What’s this crazy thing? Why, it’s the Wham-o Water wiggle. You’ve never seen anything like it! Just hook up to a hose and look, a new fun game! It’s practically alive! You never know what the water wiggle will do next.

John: Yes, the water wiggle! You never know what it will do next! Except kill some people. Because that’s what the water wiggle did. It killed multiple people and it was recalled. That’s right, we’re less than two minutes into the piece and I’ve already hit you with a trademark John Oliver sad fact.

Sad fact! [Laughter]

John: Water is obviously vital to all life on earth. Our bodies are essentially bags of bones and meat suspended in water. But already, 3.6 billion people, nearly half the world’s population, live in areas that suffer water scarcity at least one month each year. And while this is clearly becoming a problem everywhere, tonight, we’re going to focus on the American west, where the last several decades have seen a record-breaking drought. The southwest is actually going through its driest 22-year period since 800 A.D.! That is as far back as the data goes, which is pretty startling, partly because I can’t believe someone back then was even keeping drought records. It was probably the 9th century version of me: some lanky, near-sighted dweeb who squealed, “I’ll be the official drought daddy! I’ll count the wets!” [Laughter] And this drought has had massive impact on the Colorado River, in particular, which is a key source of water for most of the southwestern states.

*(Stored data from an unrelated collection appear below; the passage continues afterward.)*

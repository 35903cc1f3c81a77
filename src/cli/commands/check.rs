use anyhow::{bail, Context};
use clap::Args;
use futures::StreamExt;
use std::sync::Arc;

use crate::cli::OutputFormat;
use crate::config::config;
use crate::database::{DataSource, PgPoolBuilder};
use crate::lease::{CredentialSource, FileCredentialSource};
use crate::resource::{ResourceBuilder, ResourceHandle};
use crate::services::PaymentsService;

#[derive(Args, Debug)]
pub struct CheckArgs {
    #[arg(long, help = "Lease file rendered by the secrets agent")]
    pub credentials_file: Option<String>,
}

pub async fn handle(args: CheckArgs, output_format: OutputFormat) -> anyhow::Result<()> {
    let app = config();
    let rotation_config = super::rotation_config(&app.rotation, args.credentials_file, None)?;
    let path = rotation_config.path();
    let lease_file = rotation_config
        .credentials_file
        .clone()
        .context("no lease file configured")?;

    let source = FileCredentialSource::new().with_lease_file(path.clone(), lease_file);
    let mut events = source.subscribe(&path, rotation_config.mode).await?;
    let Some(credentials) = events.next().await.and_then(|e| e.credentials().cloned()) else {
        bail!("lease file for {} held no credentials", path);
    };

    let handle = PgPoolBuilder::from_config(&app.database)
        .verify(true)
        .build(&credentials)
        .await?;
    let handle = Arc::new(handle);

    let result = PaymentsService::new(handle.clone()).ping().await;
    let size = handle.size();
    handle.close().await;
    result.with_context(|| format!("ping failed with lease {}", credentials.lease_id()))?;

    match output_format {
        OutputFormat::Json => {
            let value = serde_json::json!({
                "path": path,
                "lease_id": credentials.lease_id(),
                "username": credentials.username(),
                "issued_at": credentials.issued().to_rfc3339(),
                "ttl_seconds": credentials.ttl().as_secs(),
                "connections": size,
                "status": "ok",
            });
            println!("{}", serde_json::to_string_pretty(&value)?);
        }
        OutputFormat::Text => {
            println!("Lease {} for {} is usable", credentials.lease_id(), path);
            println!("  username: {}", credentials.username());
            println!("  ttl:      {}s", credentials.ttl().as_secs());
        }
    }
    Ok(())
}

22 Years of drought, combined with exploding populations in Colorado and throughout the southwest, have led to record-low levels at both lake Powell in Utah and lake Mead outside Las Vegas, where an expanding white ring of mineral deposits is probably the most visual evidence of the river’s decline.

It’s dire. The situation along the Colorado river is dire, and I’m not sure it’s going to get better, ever.

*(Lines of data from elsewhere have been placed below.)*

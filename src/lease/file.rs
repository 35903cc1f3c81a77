// Credential source backed by lease files rendered by a secrets agent.
//
// Each watched path maps to a JSON file shaped like a secrets-engine
// response:
//   {"lease_id": "...", "lease_duration": 3600, "renewable": true,
//    "data": {"username": "...", "password": "..."}}
// The agent rewrites the file when it rotates or renews the lease.

use async_trait::async_trait;
use serde::Deserialize;
use std::collections::HashMap;
use std::path::{Path, PathBuf};
use std::sync::{Arc, Mutex, MutexGuard, Weak};
use std::time::Duration;
use tokio::sync::mpsc::{unbounded_channel, UnboundedSender};
use tokio::task::JoinHandle;
use tracing::{debug, info, warn};

use super::{receiver_stream, CredentialSource, Credentials, LeaseEvent, LeaseMode, LeaseStream, SourceError};

#[derive(Debug, Deserialize)]
struct LeaseFile {
    lease_id: String,
    lease_duration: u64,
    #[serde(default)]
    renewable: bool,
    data: LeaseData,
}

#[derive(Debug, Deserialize)]
struct LeaseData {
    username: String,
    password: String,
}

#[derive(Default)]
struct Watch {
    subscribers: Vec<UnboundedSender<LeaseEvent>>,
    current: Option<Credentials>,
    expiry: Option<JoinHandle<()>>,
}

impl Watch {
    fn publish(&mut self, event: LeaseEvent) {
        self.subscribers.retain(|tx| tx.send(event.clone()).is_ok());
    }
}

/// State shared with the expiry timers
#[derive(Default)]
struct Inner {
    watches: Mutex<HashMap<String, Watch>>,
}

impl Inner {
    fn watches(&self) -> MutexGuard<'_, HashMap<String, Watch>> {
        self.watches.lock().unwrap_or_else(|poisoned| poisoned.into_inner())
    }
}

/// Reads leases from files; rotation and renewal requests re-read the file
pub struct FileCredentialSource {
    files: HashMap<String, PathBuf>,
    inner: Arc<Inner>,
}

impl FileCredentialSource {
    pub fn new() -> Self {
        Self {
            files: HashMap::new(),
            inner: Arc::new(Inner::default()),
        }
    }

    /// Serve lease `path` from `file`
    pub fn with_lease_file(mut self, path: impl Into<String>, file: impl Into<PathBuf>) -> Self {
        self.add_lease_file(path, file);
        self
    }

    /// Serve lease `path` from `file`, replacing any earlier mapping
    pub fn add_lease_file(&mut self, path: impl Into<String>, file: impl Into<PathBuf>) {
        self.files.insert(path.into(), file.into());
    }

    fn file_for(&self, path: &str) -> Result<&Path, SourceError> {
        self.files
            .get(path)
            .map(PathBuf::as_path)
            .ok_or_else(|| SourceError::UnknownPath(path.to_string()))
    }

    async fn read(&self, path: &str) -> Result<Credentials, SourceError> {
        let file = self.file_for(path)?;
        let unavailable = |reason: String| SourceError::Unavailable {
            path: path.to_string(),
            reason,
        };

        let raw = tokio::fs::read_to_string(file)
            .await
            .map_err(|e| unavailable(format!("{}: {}", file.display(), e)))?;
        let lease: LeaseFile = serde_json::from_str(&raw)
            .map_err(|e| unavailable(format!("{}: {}", file.display(), e)))?;

        Ok(Credentials::new(
            lease.lease_id,
            lease.data.username,
            lease.data.password,
            Duration::from_secs(lease.lease_duration),
        )
        .renewable(lease.renewable))
    }

    /// Record `fresh` as current unless it is the lease already held.
    /// Returns the event to publish, if any.
    fn refresh(&self, path: &str, fresh: Credentials, renewal: bool) -> Option<LeaseEvent> {
        let mut watches = self.inner.watches();
        let watch = watches.entry(path.to_string()).or_default();

        let unchanged = watch.current.as_ref().map(|c| c.same_lease(&fresh)).unwrap_or(false);
        let event = if unchanged {
            if !renewal {
                debug!("Lease file for {} unchanged", path);
                return None;
            }
            LeaseEvent::renewed(path, fresh.lease_id(), fresh.ttl())
        } else {
            info!("Lease file for {} now holds lease {}", path, fresh.lease_id());
            watch.current = Some(fresh.clone());
            LeaseEvent::rotated(path, fresh.clone())
        };

        self.arm_expiry(watch, path, &fresh);
        watch.publish(event.clone());
        Some(event)
    }

    /// Emit Expired for `path` once `lease` outlives its TTL
    fn arm_expiry(&self, watch: &mut Watch, path: &str, lease: &Credentials) {
        if let Some(previous) = watch.expiry.take() {
            previous.abort();
        }

        let inner: Weak<Inner> = Arc::downgrade(&self.inner);
        let path = path.to_string();
        let lease_id = lease.lease_id().to_string();
        let ttl = lease.ttl();

        watch.expiry = Some(tokio::spawn(async move {
            tokio::time::sleep(ttl).await;
            let Some(inner) = inner.upgrade() else {
                return;
            };
            let mut watches = inner.watches();
            if let Some(watch) = watches.get_mut(&path) {
                let still_current = watch.current.as_ref().map(|c| c.lease_id() == lease_id).unwrap_or(false);
                if still_current {
                    warn!("Lease {} for {} expired", lease_id, path);
                    watch.publish(LeaseEvent::expired(&path));
                }
            }
        }));
    }
}

impl Default for FileCredentialSource {
    fn default() -> Self {
        Self::new()
    }
}

impl Drop for Inner {
    fn drop(&mut self) {
        for watch in self.watches().values_mut() {
            if let Some(expiry) = watch.expiry.take() {
                expiry.abort();
            }
        }
    }
}

#[async_trait]
impl CredentialSource for FileCredentialSource {
    async fn subscribe(&self, path: &str, _mode: LeaseMode) -> Result<LeaseStream, SourceError> {
        let lease = self.read(path).await?;
        let (tx, rx) = unbounded_channel();

        let mut watches = self.inner.watches();
        let watch = watches.entry(path.to_string()).or_default();

        let current = match watch.current.clone() {
            Some(current) if current.same_lease(&lease) => current,
            _ => {
                watch.current = Some(lease.clone());
                self.arm_expiry(watch, path, &lease);
                lease
            }
        };

        let _ = tx.send(LeaseEvent::issued(path, current));
        watch.subscribers.push(tx);
        Ok(receiver_stream(rx))
    }

    async fn request_rotation(&self, path: &str) -> Result<(), SourceError> {
        let lease = self.read(path).await?;
        self.refresh(path, lease, false);
        Ok(())
    }

    async fn request_renewal(&self, path: &str) -> Result<(), SourceError> {
        let lease = self.read(path).await?;
        self.refresh(path, lease, true);
        Ok(())
    }
}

John: Wow. That is a bleak thing to hear an environmental expert say. But then, the news here is bleak. Water levels in lake Mead have now fallen so much that you may have seen: authorities have found human remains there, twice, in just one week. Which really freaked me out, until I remembered that I dumped that hitchhiker in lake Mojave, not lake Mead. So, I’m good. [Laughter] And while you’d like to think a situation this dire would cause people to be more mindful of our water usage, instead, we’re seeing stories like this.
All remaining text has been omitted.